The Court ruled that because the appeal of two felons of charges that they illegally possessed guns was filed before voters approved Amendment 5, they were still subject the law keeping them from having guns.
Amendment 5 strengthened the right to possess a gun in Missouri, requiring a higher legal standard to be met before that right can be denied to an individual.
Saint Louis University Constitutional Law Professor Anders Walker told Missourinet that ruling leaves unanswered the question of whether any felons who are found to possess guns after the passage of the amendment would be exempt from the law against felons having guns.
That issue could be raised in other litigation, but Walker thinks the Court foreshadowed how it would rule it if is.

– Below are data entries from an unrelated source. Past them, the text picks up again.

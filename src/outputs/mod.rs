//! Output generation modules for JSON and Markdown.
//!
//! This module contains submodules responsible for writing a finished
//! [`crate::models::Edition`] to disk:
//!
//! # Submodules
//!
//! - [`json`]: Writes the edition to JSON files for API consumption
//! - [`markdown`]: Converts the edition to Markdown for reading
//!
//! # Output Structure
//!
//! ```text
//! json_output_dir/
//! ├── 2025-05-06/
//! │   ├── morning.json
//! │   ├── afternoon.json
//! │   └── evening.json
//!
//! markdown_output_dir/
//! └── 2025-05-06_morning.md  # Full edition
//! ```

pub mod json;
pub mod markdown;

“The Court here suggested, and actually stated; it held, or found, the felon in possession law passes [the legal standard] of strict scrutiny. That’s the first indication that they’re going to uphold the ban,” said Walker. “The second indication is that the amendment itself seems to explicitly provide the legislature with the power to limit the right to bear arms for convicted felons.”
More than 60 percent of Missouri voters favored that amendment, which declares the right to keep and bear arms “unalienable,” and subjects laws restricting gun rights to that “strict scrutiny” standard. It repealed language that said the right to bear arms does not justify carrying concealed weapons.